Closed Raynos closed 11 years ago
I approve of consume
.
Hmm, if you want this to appeal to a standards committee, you probably should expand the names into something more verbose, with camel case. read -> readNext, stop -> abortStream, consume -> readFrom
Of course, it will need a constructor type, and isSimpleStream
static method.
I'm actually being serious. Add extra stuff so that people can argue about it, and then vote to leave off the extras.
@dominictarr I think in recent times the W3C standards favor short names.
They probably will need a constructor though.
The problem with needing a constructor is it assumes a prototype and dependence on a proper "this" when calling. Also I much prefer defining a interface rather than a concrete type. I don't want to have to subclass Stream
to create a stream.
+1 for avoiding this
As far as always requiring that sinks be objects, I think that's unnecessary.
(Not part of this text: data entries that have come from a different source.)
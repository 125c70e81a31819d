//! Asynchronous receipt bloom computation.
//!
//! Bloom filters are a pure function of a receipt's logs, so they can be computed while the next
//! transaction executes. The [`AsyncReceiptBloomGenerator`] hands every receipt to a small
//! worker pool and writes the results back at a single barrier,
//! [`AsyncReceiptBloomGenerator::close`].
//! Dropping the generator performs the same shutdown, so the pool is drained on every exit path
//! of a processing run.

use std::{
    num::NonZeroUsize,
    thread::{self, JoinHandle},
};

use alloy_primitives::{logs_bloom, Bloom, Log};
use crossbeam::channel::{self, Receiver, Sender};
use tracing::trace;

use crate::{
    constants::{LOG_TARGET, MAX_BLOOM_WORKERS, RECEIPTS_PER_BLOOM_WORKER},
    Receipt,
};

/// A post-processing step run on every receipt right after it is assembled.
pub trait ReceiptProcessor {
    /// Processes a freshly assembled receipt.
    fn apply(&mut self, receipt: &Receipt);
}

impl<F: FnMut(&Receipt)> ReceiptProcessor for F {
    fn apply(&mut self, receipt: &Receipt) {
        self(receipt)
    }
}

/// A receipt queued for bloom computation.
#[derive(Debug)]
struct BloomJob {
    /// Position of the receipt in the order it was handed to the generator.
    seq: usize,
    logs: Vec<Log>,
}

impl BloomJob {
    fn compute(&self) -> (usize, Bloom) {
        (self.seq, logs_bloom(&self.logs))
    }
}

/// Blooms computed by an [`AsyncReceiptBloomGenerator`], keyed by the position of their receipt
/// in submission order.
#[derive(Debug, Default, Clone, PartialEq, Eq)]
pub struct ReceiptBlooms(Vec<(usize, Bloom)>);

impl ReceiptBlooms {
    /// Number of computed blooms.
    pub fn len(&self) -> usize {
        self.0.len()
    }

    /// Returns `true` if no bloom was computed.
    pub fn is_empty(&self) -> bool {
        self.0.is_empty()
    }

    /// Writes every bloom into the receipt at its submission position.
    ///
    /// `receipts` must be the receipts in the order they were handed to the generator.
    pub fn apply_to(self, receipts: &mut [Receipt]) {
        for (seq, bloom) in self.0 {
            if let Some(receipt) = receipts.get_mut(seq) {
                receipt.logs_bloom = bloom;
            }
        }
    }
}

/// Computes receipt bloom filters on a background worker pool.
///
/// [`ReceiptProcessor::apply`] never blocks: the job queue is sized to the number of
/// transactions in the block. Receipts whose bloom is already set, or which carry no logs, are
/// skipped.
pub struct AsyncReceiptBloomGenerator {
    jobs: Option<Sender<BloomJob>>,
    results: Receiver<(usize, Bloom)>,
    /// Blooms computed on the calling thread when no worker is available.
    inline: Vec<(usize, Bloom)>,
    workers: Vec<JoinHandle<()>>,
    submitted: usize,
}

impl core::fmt::Debug for AsyncReceiptBloomGenerator {
    fn fmt(&self, f: &mut core::fmt::Formatter<'_>) -> core::fmt::Result {
        f.debug_struct("AsyncReceiptBloomGenerator")
            .field("workers", &self.workers.len())
            .field("submitted", &self.submitted)
            .field("closed", &self.jobs.is_none())
            .finish_non_exhaustive()
    }
}

impl AsyncReceiptBloomGenerator {
    /// Creates a generator for a block with `tx_count` transactions.
    pub fn new(tx_count: usize) -> Self {
        let (jobs_tx, jobs_rx) = channel::bounded::<BloomJob>(tx_count.max(1));
        let (results_tx, results_rx) = channel::unbounded();

        let workers = (0..Self::worker_count(tx_count))
            .filter_map(|id| {
                let jobs = jobs_rx.clone();
                let results = results_tx.clone();
                thread::Builder::new()
                    .name(format!("receipt-bloom-{id}"))
                    .spawn(move || {
                        for job in jobs.iter() {
                            if results.send(job.compute()).is_err() {
                                break;
                            }
                        }
                    })
                    .ok()
            })
            .collect::<Vec<_>>();

        trace!(target: LOG_TARGET, tx_count, workers = workers.len(), "Started bloom workers");

        Self {
            jobs: (!workers.is_empty()).then_some(jobs_tx),
            results: results_rx,
            inline: Vec::new(),
            workers,
            submitted: 0,
        }
    }

    /// Number of workers spawned for a block with `tx_count` transactions.
    pub fn worker_count(tx_count: usize) -> usize {
        if tx_count == 0 {
            return 0;
        }
        let parallelism = thread::available_parallelism().map_or(1, NonZeroUsize::get);
        tx_count.div_ceil(RECEIPTS_PER_BLOOM_WORKER).min(MAX_BLOOM_WORKERS).min(parallelism)
    }

    /// Number of receipts handed to the generator so far.
    pub const fn submitted(&self) -> usize {
        self.submitted
    }

    /// Blocks until every queued bloom has been computed, stops the workers, and returns the
    /// computed blooms.
    ///
    /// Calling `close` again returns an empty set.
    pub fn close(&mut self) -> ReceiptBlooms {
        self.jobs = None;
        for worker in self.workers.drain(..) {
            if let Err(panic) = worker.join() {
                std::panic::resume_unwind(panic);
            }
        }

        let mut blooms = core::mem::take(&mut self.inline);
        blooms.extend(self.results.try_iter());
        blooms.sort_unstable_by_key(|(seq, _)| *seq);
        ReceiptBlooms(blooms)
    }
}

impl ReceiptProcessor for AsyncReceiptBloomGenerator {
    fn apply(&mut self, receipt: &Receipt) {
        let seq = self.submitted;
        self.submitted += 1;
        if receipt.logs.is_empty() || receipt.logs_bloom != Bloom::ZERO {
            return;
        }

        let job = BloomJob { seq, logs: receipt.logs.clone() };
        let job = match &self.jobs {
            Some(jobs) => match jobs.try_send(job) {
                Ok(()) => return,
                Err(err) => err.into_inner(),
            },
            None => job,
        };
        self.inline.push(job.compute());
    }
}

impl Drop for AsyncReceiptBloomGenerator {
    fn drop(&mut self) {
        self.jobs = None;
        for worker in self.workers.drain(..) {
            let _ = worker.join();
        }
    }
}
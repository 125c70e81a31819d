//! Test utilities for the state processor: in-memory collaborators and a transaction builder.

mod chain;
mod engine;
mod state;
mod transaction;
mod vm;

pub use chain::*;
pub use engine::*;
pub use state::*;
pub use transaction::*;
pub use vm::*;
use alloy_primitives::{keccak256, Address, Bytes, ChainId, TxHash, B256, U256};

use crate::{constants::tx_type, RecoveryError, SignedTransaction};

/// A transaction builder for testing purposes.
///
/// The sender is known upfront instead of being recovered from a signature. The hash is derived
/// from every field, so two transactions differing in any field have different hashes.
#[derive(Debug, Clone, PartialEq, Eq)]
pub struct TestTransaction {
    ty: u8,
    sender: Address,
    nonce: u64,
    gas_limit: u64,
    to: Option<Address>,
    value: U256,
    input: Bytes,
    chain_id: Option<ChainId>,
    max_fee_per_gas: u128,
    max_priority_fee_per_gas: Option<u128>,
    blob_versioned_hashes: Vec<B256>,
    max_fee_per_blob_gas: Option<u128>,
    valid_signature: bool,
}

impl TestTransaction {
    /// Default gas limit of built transactions.
    pub const DEFAULT_GAS_LIMIT: u64 = 100_000;

    /// A legacy call from `sender` to `to`.
    pub fn call(sender: Address, nonce: u64, to: Address) -> Self {
        Self {
            ty: tx_type::LEGACY,
            sender,
            nonce,
            gas_limit: Self::DEFAULT_GAS_LIMIT,
            to: Some(to),
            value: U256::ZERO,
            input: Bytes::new(),
            chain_id: None,
            max_fee_per_gas: 1,
            max_priority_fee_per_gas: None,
            blob_versioned_hashes: Vec::new(),
            max_fee_per_blob_gas: None,
            valid_signature: true,
        }
    }

    /// A legacy contract creation from `sender`.
    pub fn create(sender: Address, nonce: u64) -> Self {
        Self { to: None, ..Self::call(sender, nonce, Address::ZERO) }
    }

    /// Sets the gas limit.
    pub const fn with_gas_limit(mut self, gas_limit: u64) -> Self {
        self.gas_limit = gas_limit;
        self
    }

    /// Sets the gas price.
    pub const fn with_gas_price(mut self, gas_price: u128) -> Self {
        self.max_fee_per_gas = gas_price;
        self
    }

    /// Turns the transaction into an EIP-1559 transaction.
    pub const fn with_dynamic_fee(mut self, max_fee_per_gas: u128, tip: u128) -> Self {
        self.ty = tx_type::EIP1559;
        self.max_fee_per_gas = max_fee_per_gas;
        self.max_priority_fee_per_gas = Some(tip);
        self
    }

    /// Turns the transaction into an EIP-4844 transaction carrying `hashes`.
    pub fn with_blobs(mut self, hashes: Vec<B256>, max_fee_per_blob_gas: u128) -> Self {
        self.ty = tx_type::EIP4844;
        self.max_priority_fee_per_gas = Some(self.max_priority_fee_per_gas.unwrap_or_default());
        self.blob_versioned_hashes = hashes;
        self.max_fee_per_blob_gas = Some(max_fee_per_blob_gas);
        self
    }

    /// Overrides the envelope type.
    pub const fn with_type(mut self, ty: u8) -> Self {
        self.ty = ty;
        self
    }

    /// Sets the EIP-155 chain id.
    pub const fn with_chain_id(mut self, chain_id: ChainId) -> Self {
        self.chain_id = Some(chain_id);
        self
    }

    /// Sets the transferred value.
    pub const fn with_value(mut self, value: U256) -> Self {
        self.value = value;
        self
    }

    /// Sets the call data.
    pub fn with_input(mut self, input: impl Into<Bytes>) -> Self {
        self.input = input.into();
        self
    }

    /// Makes sender recovery fail.
    pub const fn with_invalid_signature(mut self) -> Self {
        self.valid_signature = false;
        self
    }

    /// The sender of the transaction.
    pub const fn sender(&self) -> Address {
        self.sender
    }
}

impl SignedTransaction for TestTransaction {
    fn ty(&self) -> u8 {
        self.ty
    }

    fn tx_hash(&self) -> TxHash {
        let mut buf = Vec::with_capacity(256);
        buf.push(self.ty);
        buf.extend_from_slice(self.sender.as_slice());
        buf.extend_from_slice(&self.nonce.to_be_bytes());
        buf.extend_from_slice(&self.gas_limit.to_be_bytes());
        buf.extend_from_slice(self.to.as_ref().map_or(&[][..], |to| to.as_slice()));
        buf.extend_from_slice(&self.value.to_be_bytes::<32>());
        buf.extend_from_slice(&self.input);
        buf.extend_from_slice(&self.chain_id.unwrap_or_default().to_be_bytes());
        buf.extend_from_slice(&self.max_fee_per_gas.to_be_bytes());
        buf.extend_from_slice(&self.max_priority_fee_per_gas.unwrap_or_default().to_be_bytes());
        for hash in &self.blob_versioned_hashes {
            buf.extend_from_slice(hash.as_slice());
        }
        buf.push(self.valid_signature as u8);
        keccak256(buf)
    }

    fn nonce(&self) -> u64 {
        self.nonce
    }

    fn gas_limit(&self) -> u64 {
        self.gas_limit
    }

    fn to(&self) -> Option<Address> {
        self.to
    }

    fn value(&self) -> U256 {
        self.value
    }

    fn input(&self) -> &Bytes {
        &self.input
    }

    fn chain_id(&self) -> Option<ChainId> {
        self.chain_id
    }

    fn max_fee_per_gas(&self) -> u128 {
        self.max_fee_per_gas
    }

    fn max_priority_fee_per_gas(&self) -> Option<u128> {
        self.max_priority_fee_per_gas
    }

    fn blob_versioned_hashes(&self) -> Option<&[B256]> {
        (self.ty == tx_type::EIP4844).then_some(self.blob_versioned_hashes.as_slice())
    }

    fn max_fee_per_blob_gas(&self) -> Option<u128> {
        self.max_fee_per_blob_gas
    }

    fn recover_signer(&self) -> Result<Address, RecoveryError> {
        if self.valid_signature {
            Ok(self.sender)
        } else {
            Err(RecoveryError("invalid signature".to_string()))
        }
    }
}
A stream is very often a value you pass around and makes sense to be an object because it has two very distinct channels (data and close). But a sink it usually either a standalone helper function in some library or a part of some other object. The only thing I want to standardize is the property name for the sink in the case where it's part of a duplex stream object. I think consume
is fine. I chose sink
to be consistent with min-streams and also because it's four letters just like read
and stop
.
@creationix
var writer = window.FileWriter(location1)
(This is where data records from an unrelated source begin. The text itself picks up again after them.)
//! Transactions as seen by the state processor, and their conversion into execution-ready
//! [`Message`]s.

use alloy_consensus::{transaction::Recovered, TxEnvelope};
use alloy_eips::Typed2718;
use alloy_primitives::{Address, BlockNumber, Bytes, ChainId, TxHash, B256, U256};
use auto_impl::auto_impl;

use crate::{constants::tx_type, ChainConfig};

/// Error returned when a transaction signer cannot be recovered.
#[derive(Debug, Clone, PartialEq, Eq, thiserror::Error)]
#[error("failed to recover transaction signer: {0}")]
pub struct RecoveryError(pub String);

/// Error returned when a transaction cannot be turned into a [`Message`]. Any of these
/// invalidates the enclosing block.
#[derive(Debug, Clone, PartialEq, Eq, thiserror::Error)]
pub enum InvalidTransactionError {
    /// The transaction envelope type is not enabled by the active protocol version.
    #[error("transaction type {ty:#04x} not supported")]
    TxTypeNotSupported {
        /// The EIP-2718 type of the transaction.
        ty: u8,
    },
    /// The transaction is replay protected for another chain.
    #[error("invalid chain id: expected={expected}, got={got}")]
    InvalidChainId {
        /// The chain id of the processing chain.
        expected: ChainId,
        /// The chain id of the transaction.
        got: ChainId,
    },
    /// The transaction is replay protected before EIP-155 is active.
    #[error("replay protected transaction before EIP-155")]
    ReplayProtectionNotActive,
    /// The transaction signer could not be recovered.
    #[error(transparent)]
    Recovery(#[from] RecoveryError),
    /// The max fee per gas is lower than the block base fee.
    #[error("max fee per gas less than block base fee: max_fee_per_gas={max_fee_per_gas} < base_fee={base_fee}")]
    FeeCapTooLow {
        /// The max fee per gas of the transaction.
        max_fee_per_gas: u128,
        /// The base fee of the block.
        base_fee: u64,
    },
    /// The max priority fee per gas is higher than the max fee per gas.
    #[error("max priority fee per gas higher than max fee per gas: tip={tip} > max_fee_per_gas={max_fee_per_gas}")]
    TipAboveFeeCap {
        /// The max priority fee per gas of the transaction.
        tip: u128,
        /// The max fee per gas of the transaction.
        max_fee_per_gas: u128,
    },
}

/// A signed transaction included in a block.
///
/// Wire decoding happens outside of this crate; the processor only needs read access to the
/// fields that drive execution plus the ability to recover the sender.
#[auto_impl(&, Box, Arc)]
pub trait SignedTransaction: core::fmt::Debug {
    /// The EIP-2718 type of the transaction.
    fn ty(&self) -> u8;

    /// The transaction hash.
    fn tx_hash(&self) -> TxHash;

    /// The sender nonce.
    fn nonce(&self) -> u64;

    /// The gas limit of the transaction.
    fn gas_limit(&self) -> u64;

    /// The recipient, `None` for contract creation.
    fn to(&self) -> Option<Address>;

    /// The transferred value.
    fn value(&self) -> U256;

    /// The call data or init code.
    fn input(&self) -> &Bytes;

    /// The EIP-155 chain id, `None` for unprotected legacy transactions.
    fn chain_id(&self) -> Option<ChainId>;

    /// The max fee per gas. For legacy transactions this is the gas price.
    fn max_fee_per_gas(&self) -> u128;

    /// The max priority fee per gas, `None` for transactions without dynamic fees.
    fn max_priority_fee_per_gas(&self) -> Option<u128>;

    /// The versioned hashes of the blobs carried by an EIP-4844 transaction.
    fn blob_versioned_hashes(&self) -> Option<&[B256]> {
        None
    }

    /// The max fee per blob gas of an EIP-4844 transaction.
    fn max_fee_per_blob_gas(&self) -> Option<u128> {
        None
    }

    /// Recovers the transaction sender from its signature.
    fn recover_signer(&self) -> Result<Address, RecoveryError>;

    /// Returns `true` if the transaction creates a contract.
    fn is_create(&self) -> bool {
        self.to().is_none()
    }

    /// The price paid per unit of gas given the block `base_fee`.
    fn effective_gas_price(&self, base_fee: Option<u64>) -> u128 {
        let max_fee = self.max_fee_per_gas();
        match (self.max_priority_fee_per_gas(), base_fee) {
            (Some(tip), Some(base_fee)) => max_fee.min(tip.saturating_add(base_fee as u128)),
            _ => max_fee,
        }
    }
}

impl SignedTransaction for Recovered<TxEnvelope> {
    fn ty(&self) -> u8 {
        Typed2718::ty(self.inner())
    }

    fn tx_hash(&self) -> TxHash {
        *self.inner().tx_hash()
    }

    fn nonce(&self) -> u64 {
        alloy_consensus::Transaction::nonce(self.inner())
    }

    fn gas_limit(&self) -> u64 {
        alloy_consensus::Transaction::gas_limit(self.inner())
    }

    fn to(&self) -> Option<Address> {
        alloy_consensus::Transaction::to(self.inner())
    }

    fn value(&self) -> U256 {
        alloy_consensus::Transaction::value(self.inner())
    }

    fn input(&self) -> &Bytes {
        alloy_consensus::Transaction::input(self.inner())
    }

    fn chain_id(&self) -> Option<ChainId> {
        alloy_consensus::Transaction::chain_id(self.inner())
    }

    fn max_fee_per_gas(&self) -> u128 {
        alloy_consensus::Transaction::max_fee_per_gas(self.inner())
    }

    fn max_priority_fee_per_gas(&self) -> Option<u128> {
        alloy_consensus::Transaction::max_priority_fee_per_gas(self.inner())
    }

    fn blob_versioned_hashes(&self) -> Option<&[B256]> {
        alloy_consensus::Transaction::blob_versioned_hashes(self.inner())
    }

    fn max_fee_per_blob_gas(&self) -> Option<u128> {
        alloy_consensus::Transaction::max_fee_per_blob_gas(self.inner())
    }

    fn recover_signer(&self) -> Result<Address, RecoveryError> {
        // The envelope was recovered when it entered the node.
        Ok(self.signer())
    }
}

/// Validates and recovers transaction senders according to the protocol version active at one
/// block.
#[derive(Debug, Clone, Copy, PartialEq, Eq)]
pub struct Signer {
    chain_id: ChainId,
    eip155: bool,
    berlin: bool,
    london: bool,
    cancun: bool,
    prague: bool,
}

impl Signer {
    /// Creates the signer for the block at `number` and `timestamp`.
    pub fn new(config: &ChainConfig, number: BlockNumber, timestamp: u64) -> Self {
        Self {
            chain_id: config.chain_id,
            eip155: config.is_eip155(number),
            berlin: config.is_berlin(number),
            london: config.is_london(number),
            cancun: config.is_cancun(number, timestamp),
            prague: config.is_prague(number, timestamp),
        }
    }

    /// The chain id the signer accepts.
    pub const fn chain_id(&self) -> ChainId {
        self.chain_id
    }

    /// Returns `true` if transactions of type `ty` are accepted.
    pub const fn supports_tx_type(&self, ty: u8) -> bool {
        match ty {
            tx_type::LEGACY => true,
            tx_type::EIP2930 => self.berlin,
            tx_type::EIP1559 => self.london,
            tx_type::EIP4844 => self.cancun,
            tx_type::EIP7702 => self.prague,
            _ => false,
        }
    }

    /// Validates the envelope of `tx` and recovers its sender.
    pub fn sender<T: SignedTransaction + ?Sized>(
        &self,
        tx: &T,
    ) -> Result<Address, InvalidTransactionError> {
        let ty = tx.ty();
        if !self.supports_tx_type(ty) {
            return Err(InvalidTransactionError::TxTypeNotSupported { ty });
        }
        if let Some(got) = tx.chain_id() {
            if !self.eip155 {
                return Err(InvalidTransactionError::ReplayProtectionNotActive);
            }
            if got != self.chain_id {
                return Err(InvalidTransactionError::InvalidChainId {
                    expected: self.chain_id,
                    got,
                });
            }
        }
        Ok(tx.recover_signer()?)
    }
}

/// A transaction decoded into execution-ready form: sender resolved and gas price settled
/// against the block base fee.
#[derive(Debug, Clone, PartialEq, Eq)]
pub struct Message {
    /// The EIP-2718 type of the originating transaction.
    pub tx_type: u8,
    /// The recovered sender.
    pub from: Address,
    /// The recipient, `None` for contract creation.
    pub to: Option<Address>,
    /// The sender nonce.
    pub nonce: u64,
    /// The transferred value.
    pub value: U256,
    /// The gas limit.
    pub gas_limit: u64,
    /// The effective gas price.
    pub gas_price: u128,
    /// The max fee per gas.
    pub gas_fee_cap: u128,
    /// The max priority fee per gas.
    pub gas_tip_cap: u128,
    /// The call data or init code.
    pub input: Bytes,
    /// The versioned blob hashes.
    pub blob_hashes: Vec<B256>,
    /// The max fee per blob gas.
    pub blob_gas_fee_cap: Option<u128>,
}

impl Message {
    /// Converts `tx` into a message, recovering the sender with `signer` and resolving the
    /// effective gas price against `base_fee`.
    pub fn from_transaction<T: SignedTransaction + ?Sized>(
        tx: &T,
        signer: &Signer,
        base_fee: Option<u64>,
    ) -> Result<Self, InvalidTransactionError> {
        let gas_fee_cap = tx.max_fee_per_gas();
        let gas_tip_cap = tx.max_priority_fee_per_gas().unwrap_or(gas_fee_cap);
        if gas_tip_cap > gas_fee_cap {
            return Err(InvalidTransactionError::TipAboveFeeCap {
                tip: gas_tip_cap,
                max_fee_per_gas: gas_fee_cap,
            });
        }
        if let Some(base_fee) = base_fee {
            if gas_fee_cap < base_fee as u128 {
                return Err(InvalidTransactionError::FeeCapTooLow {
                    max_fee_per_gas: gas_fee_cap,
                    base_fee,
                });
            }
        }

        Ok(Self {
            tx_type: tx.ty(),
            from: signer.sender(tx)?,
            to: tx.to(),
            nonce: tx.nonce(),
            value: tx.value(),
            gas_limit: tx.gas_limit(),
            gas_price: tx.effective_gas_price(base_fee),
            gas_fee_cap,
            gas_tip_cap,
            input: tx.input().clone(),
            blob_hashes: tx.blob_versioned_hashes().map(<[B256]>::to_vec).unwrap_or_default(),
            blob_gas_fee_cap: tx.max_fee_per_blob_gas(),
        })
    }

    /// Returns `true` if the message creates a contract.
    pub const fn is_create(&self) -> bool {
        self.to.is_none()
    }
}

#[cfg(test)]
mod tests {
    use alloy_hardforks::{EthereumHardfork, ForkCondition};
    use alloy_primitives::address;

    use super::*;
    use crate::{test_utils::TestTransaction, ChainHardforks};

    const SENDER: Address = address!("0x2000000000000000000000000000000000000002");

    fn config() -> ChainConfig {
        ChainConfig::new(1, ChainHardforks::all_active())
    }

    #[test]
    fn test_effective_gas_price() {
        let legacy = TestTransaction::call(SENDER, 0, Address::ZERO).with_gas_price(50);
        assert_eq!(legacy.effective_gas_price(Some(10)), 50);

        let dynamic = TestTransaction::call(SENDER, 0, Address::ZERO).with_dynamic_fee(100, 7);
        assert_eq!(dynamic.effective_gas_price(Some(10)), 17);
        assert_eq!(dynamic.effective_gas_price(Some(95)), 100);
        assert_eq!(dynamic.effective_gas_price(None), 100);
    }

    #[test]
    fn test_message_resolves_sender_and_price() {
        let signer = Signer::new(&config(), 1, 1);
        let tx = TestTransaction::create(SENDER, 3).with_dynamic_fee(100, 7).with_chain_id(1);
        let msg = Message::from_transaction(&tx, &signer, Some(10)).unwrap();
        assert_eq!(msg.from, SENDER);
        assert_eq!(msg.gas_price, 17);
        assert_eq!(msg.nonce, 3);
        assert!(msg.is_create());
    }

    #[test]
    fn test_fee_cap_below_base_fee_rejected() {
        let signer = Signer::new(&config(), 1, 1);
        let tx = TestTransaction::call(SENDER, 0, Address::ZERO).with_gas_price(5);
        assert_eq!(
            Message::from_transaction(&tx, &signer, Some(6)),
            Err(InvalidTransactionError::FeeCapTooLow { max_fee_per_gas: 5, base_fee: 6 })
        );
    }

    #[test]
    fn test_signer_gates_typed_transactions() {
        let hardforks = ChainHardforks::all_active()
            .with_fork(EthereumHardfork::London, ForkCondition::Block(10))
            .with_fork(EthereumHardfork::Cancun, ForkCondition::Timestamp(1_000));
        let config = ChainConfig::new(1, hardforks);
        let tx = TestTransaction::call(SENDER, 0, Address::ZERO).with_dynamic_fee(10, 1);

        let before = Signer::new(&config, 9, 0);
        assert_eq!(
            before.sender(&tx),
            Err(InvalidTransactionError::TxTypeNotSupported { ty: tx_type::EIP1559 })
        );
        assert_eq!(Signer::new(&config, 10, 0).sender(&tx), Ok(SENDER));
        assert!(!Signer::new(&config, 10, 999).supports_tx_type(tx_type::EIP4844));
        assert!(Signer::new(&config, 10, 1_000).supports_tx_type(tx_type::EIP4844));
    }

    #[test]
    fn test_signer_rejects_foreign_chain_id() {
        let signer = Signer::new(&config(), 1, 1);
        let tx = TestTransaction::call(SENDER, 0, Address::ZERO).with_chain_id(56);
        assert_eq!(
            signer.sender(&tx),
            Err(InvalidTransactionError::InvalidChainId { expected: 1, got: 56 })
        );
    }

    #[test]
    fn test_unrecoverable_signature() {
        let signer = Signer::new(&config(), 1, 1);
        let tx = TestTransaction::call(SENDER, 0, Address::ZERO).with_invalid_signature();
        assert!(matches!(signer.sender(&tx), Err(InvalidTransactionError::Recovery(_))));
    }
}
var stream = window.FileStream(location2)
writer.consume(stream)
I have a feeling that the W3C may like that sort of interface more. It also means you can do duck type checks to see whether something is a sink.
The example is while (part = yield stream.read)
which feels weird.
Having while (part = yield stream.read())
would be nicer but would murder the API for generators convenience.
Yeah, the fact that read is a continuable is just a coincidence, not an API goal.
We should specify the allowed states. A stream is basically zero or more values followed by an end (an end which is either natural or caused by an error)
We should specify that once the callback fires any call to .read()
will not return any more values. Optionally specify that when you call .stop()
and even before the callback fires it should not return any values to the read callback. Basically it would be useful to spec out the relationship between stop()
and read()
Also I don't think the callback should be optional.
fileStream.stop(null, function (err) {
if (err) { /* disk close error */ }
})
stop()
may cause some kind of error when the stream tries to close itself, when that happens it should inform someone.
I have called a pullTransform
a duplex
function before. and I would do duplex TCP like
// tcp.createServer := (Number, (Stream) => Stream)
tcp.createServer(8080, function (socket) {
return socket
});
A more interesting one would be
// tcp.createServer := (Number, (Stream) => Stream)
tcp.createServer(8080, function (socket) {
return jsonSerialize(app(jsonParse(socket)))
});
@Raynos I really like the tcp accepting a transformer instead of just providing a duplex object and ignoring the return value!
I'm fine with stop
requiring the callback if you feel strongly about it. It will make the API a little harder to use, but considering it's not a hot path for most programs, that should be fine.
We should specify the allowed states. A stream is basically zero or more values followed by an end (an end which is either natural or caused by an error)
Yes
We should specify that once the callback fires any call to
.read()
will not return any more values. Optionally specify that when you call.stop()
and even before the callback fires it should not return any values to the read callback. Basically it would be useful to spec out the relationship betweenstop()
andread()
This gets tricky in larger chains. The source may be done sending events and indeed never send anything after calling the callback to .stop()
, but the layers after it may still have data pending in the pipeline that eventually comes out. The stop
channel is very fast and often will be a direct reference to the stop function in the source. The spec should then say:
The source will never output data events after a stop request has been received, but be aware that other layers downstream may still contain data.
Though, I guess since technically every layer exports a new "source" interface, it would need to observe the same rule for stop and clear it's data queue when stop is called. This makes chaining stop much harder, hmmmm.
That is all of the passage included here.